Task item:
Start at the line in the entries below that contains "mod output;", stop at the line that contains "calendar-year cohort |", and output exactly the lines in that span, both ends included.

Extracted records
---*---

mod cli;
mod commands;
mod error;
mod metadata;
mod output;

use clap::Parser;
use std::process::ExitCode;

use crate::cli::Cli;
use crate::error::CliError;

#[tokio::main]
async fn main() -> ExitCode {
    match run().await {
        Ok(code) => code,
        Err(error) => {
            eprintln!("error: {error}");
            ExitCode::from(error.exit_code())
        }
    }
}

async fn run() -> Result<ExitCode, CliError> {
    let cli = Cli::parse();
    init_tracing(cli.verbose);

    let envelope = commands::run(&cli).await?;
    output::render(&envelope, cli.format, cli.pretty)?;

    match envelope.errors.first() {
        Some(error) => {
            eprintln!("error: {}", error.message);
            Ok(ExitCode::from(commands::exit_code_for(&error.code)))
        }
        None => Ok(ExitCode::SUCCESS),
    }
}

/// `RUST_LOG` wins; otherwise `-v` raises the default `warn` level.
fn init_tracing(verbose: u8) {
    let level = match verbose {
        0 => "warn",
        1 => "info",
        2 => "debug",
        _ => "trace",
    };
    let filter = tracing_subscriber::EnvFilter::try_from_default_env()
        .unwrap_or_else(|_| tracing_subscriber::EnvFilter::new(level));

    let _ = tracing_subscriber::fmt()
        .with_env_filter(filter)
        .with_target(false)
        .with_writer(std::io::stderr)
        .try_init();
}
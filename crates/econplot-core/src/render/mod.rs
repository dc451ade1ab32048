//! # Chart Rendering
//!
//! Renderers turn an [`AlignedTable`] plus a [`PlotConfig`] into a standalone
//! SVG document.
//!
//! | Renderer | Chart |
//! |----------|-------|
//! | [`LineRenderer`] | One line per column over time; missing cells break the line |
//! | [`ScatterCohortRenderer`] | Column 0 against column 1, coloured by calendar-year cohort |
//! | [`VerticalDropRenderer`] | A vertical bar from zero to every value |

mod drop;
mod line;
mod scatter;
mod svg;

use std::fmt::{Display, Formatter};
use std::str::FromStr;

use serde::{Deserialize, Serialize};
use thiserror::Error;

use crate::{AlignedTable, SourceKind, ValidationError};

pub use drop::VerticalDropRenderer;
pub use line::LineRenderer;
pub use scatter::{cohorts, Cohort, ScatterCohortRenderer};

/// Series colours, assigned by column index.
pub const PALETTE: [&str; 10] = [
    "#001c7f", "#b1400d", "#12711c", "#8c0800", "#591e71", "#592f0d", "#a23582", "#3c3c3c",
    "#b8850a", "#006374",
];

/// Colour of the scatter cohort before the cutoff year.
pub const MUTED_COLOR: &str = "#808080";

pub(crate) fn palette_color(index: usize) -> &'static str {
    PALETTE[index % PALETTE.len()]
}

/// Corner the legend box is anchored to.
#[derive(Debug, Clone, Copy, Default, PartialEq, Eq, Serialize, Deserialize)]
#[serde(rename_all = "kebab-case")]
pub enum LegendPosition {
    #[default]
    UpperRight,
    UpperLeft,
    LowerRight,
    LowerLeft,
}

impl LegendPosition {
    pub const fn as_str(self) -> &'static str {
        match self {
            Self::UpperRight => "upper-right",
            Self::UpperLeft => "upper-left",
            Self::LowerRight => "lower-right",
            Self::LowerLeft => "lower-left",
        }
    }

    pub(crate) const fn is_right(self) -> bool {
        matches!(self, Self::UpperRight | Self::LowerRight)
    }

    pub(crate) const fn is_upper(self) -> bool {
        matches!(self, Self::UpperRight | Self::UpperLeft)
    }
}

impl Display for LegendPosition {
    fn fmt(&self, f: &mut Formatter<'_>) -> std::fmt::Result {
        f.write_str(self.as_str())
    }
}

impl FromStr for LegendPosition {
    type Err = ValidationError;

    /// Accepts `upper-right`, `upper right` and `upper_right` spellings.
    fn from_str(value: &str) -> Result<Self, Self::Err> {
        let normalized = value
            .trim()
            .to_ascii_lowercase()
            .replace(|ch: char| ch == ' ' || ch == '_', "-");
        match normalized.as_str() {
            "upper-right" => Ok(Self::UpperRight),
            "upper-left" => Ok(Self::UpperLeft),
            "lower-right" => Ok(Self::LowerRight),
            "lower-left" => Ok(Self::LowerLeft),
            _ => Err(ValidationError::InvalidLegendPosition {
                value: value.to_owned(),
            }),
        }
    }
}

/// Labels and cosmetics for one chart.
#[derive(Debug, Clone, PartialEq, Serialize, Deserialize)]
pub struct PlotConfig {
    pub title: String,
    pub x_label: String,
    pub y_label: String,
    pub legend: LegendPosition,
    /// Footer text. `None` derives it from the sources; an empty string
    /// suppresses the footer.
    pub attribution: Option<String>,
    /// Legend labels by column index; missing entries fall back to the
    /// series identifier.
    pub series_labels: Vec<String>,
    pub width: u32,
    pub height: u32,
}

impl Default for PlotConfig {
    fn default() -> Self {
        Self {
            title: String::from("Economic Data Plot"),
            x_label: String::from("Date"),
            y_label: String::from("Series Value"),
            legend: LegendPosition::default(),
            attribution: None,
            series_labels: Vec::new(),
            width: 1200,
            height: 800,
        }
    }
}

impl PlotConfig {
    pub fn label_for(&self, table: &AlignedTable, index: usize) -> String {
        self.series_labels
            .get(index)
            .filter(|label| !label.trim().is_empty())
            .cloned()
            .or_else(|| table.column(index).map(|column| column.identifier.clone()))
            .unwrap_or_else(|| format!("Series {}", index + 1))
    }

    pub fn footer_text(&self, sources: &[SourceKind]) -> Option<String> {
        match &self.attribution {
            Some(text) if text.trim().is_empty() => None,
            Some(text) => Some(text.clone()),
            None => default_attribution(sources),
        }
    }
}

/// `"Source: <publishers>"` for the remote sources involved, joined with
/// "and"; `None` when only local files were used.
pub fn default_attribution(sources: &[SourceKind]) -> Option<String> {
    let mut publishers: Vec<&str> = Vec::new();
    for source in sources.iter().filter(|source| source.is_remote()) {
        let publisher = source.publisher();
        if !publishers.contains(&publisher) {
            publishers.push(publisher);
        }
    }

    if publishers.is_empty() {
        None
    } else {
        Some(format!("Source: {}", publishers.join(" and ")))
    }
}

/// Failure to draw a table.
#[derive(Debug, Error, Clone, PartialEq, Eq)]
pub enum RenderError {
    #[error("{chart} chart needs exactly {expected} series, got {found}")]
    ColumnCount {
        chart: &'static str,
        expected: usize,
        found: usize,
    },
    #[error("table has no values to plot")]
    NoValues,
}

impl RenderError {
    pub const fn code(&self) -> &'static str {
        match self {
            Self::ColumnCount { .. } => "render.column_count",
            Self::NoValues => "render.no_values",
        }
    }
}

/// Chart backend contract.
pub trait Renderer {
    /// Short chart name used in logs and output metadata.
    fn name(&self) -> &'static str;

    /// Draws `table` and returns the SVG document.
    fn render(&self, table: &AlignedTable, config: &PlotConfig) -> Result<String, RenderError>;
}

#[cfg(test)]
mod tests {
    use super::*;

    #[test]
    fn attribution_names_remote_publishers() {
        assert_eq!(
            default_attribution(&[SourceKind::Fred]).as_deref(),
            Some("Source: Federal Reserve Economic Data")
        );
        assert_eq!(
            default_attribution(&[SourceKind::Fred, SourceKind::File, SourceKind::Bls]).as_deref(),
            Some("Source: Federal Reserve Economic Data and U.S. Bureau of Labor Statistics")
        );
        assert_eq!(default_attribution(&[SourceKind::File]), None);
    }

    #[test]
    fn explicit_attribution_wins_and_blank_suppresses() {
        let mut config = PlotConfig {
            attribution: Some(String::from("Source: my desk")),
            ..PlotConfig::default()
        };
        assert_eq!(
            config.footer_text(&[SourceKind::Fred]).as_deref(),
            Some("Source: my desk")
        );

        config.attribution = Some(String::new());
        assert_eq!(config.footer_text(&[SourceKind::Fred]), None);
    }

    #[test]
    fn legend_position_parses_loose_spellings() {
        assert_eq!("upper right".parse::<LegendPosition>(), Ok(LegendPosition::UpperRight));
        assert_eq!("LOWER_LEFT".parse::<LegendPosition>(), Ok(LegendPosition::LowerLeft));
        assert!("center".parse::<LegendPosition>().is_err());
    }
}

---*---

Exercise answer:
mod output;

use clap::Parser;
use std::process::ExitCode;

use crate::cli::Cli;
use crate::error::CliError;

#[tokio::main]
async fn main() -> ExitCode {
    match run().await {
        Ok(code) => code,
        Err(error) => {
            eprintln!("error: {error}");
            ExitCode::from(error.exit_code())
        }
    }
}

async fn run() -> Result<ExitCode, CliError> {
    let cli = Cli::parse();
    init_tracing(cli.verbose);

    let envelope = commands::run(&cli).await?;
    output::render(&envelope, cli.format, cli.pretty)?;

    match envelope.errors.first() {
        Some(error) => {
            eprintln!("error: {}", error.message);
            Ok(ExitCode::from(commands::exit_code_for(&error.code)))
        }
        None => Ok(ExitCode::SUCCESS),
    }
}

/// `RUST_LOG` wins; otherwise `-v` raises the default `warn` level.
fn init_tracing(verbose: u8) {
    let level = match verbose {
        0 => "warn",
        1 => "info",
        2 => "debug",
        _ => "trace",
    };
    let filter = tracing_subscriber::EnvFilter::try_from_default_env()
        .unwrap_or_else(|_| tracing_subscriber::EnvFilter::new(level));

    let _ = tracing_subscriber::fmt()
        .with_env_filter(filter)
        .with_target(false)
        .with_writer(std::io::stderr)
        .try_init();
}
filename crates/econplot-core/src/render/mod.rs
repository dc451ade1ab32048
//! # Chart Rendering
//!
//! Renderers turn an [`AlignedTable`] plus a [`PlotConfig`] into a standalone
//! SVG document.
//!
//! | Renderer | Chart |
//! |----------|-------|
//! | [`LineRenderer`] | One line per column over time; missing cells break the line |
//! | [`ScatterCohortRenderer`] | Column 0 against column 1, coloured by calendar-year cohort |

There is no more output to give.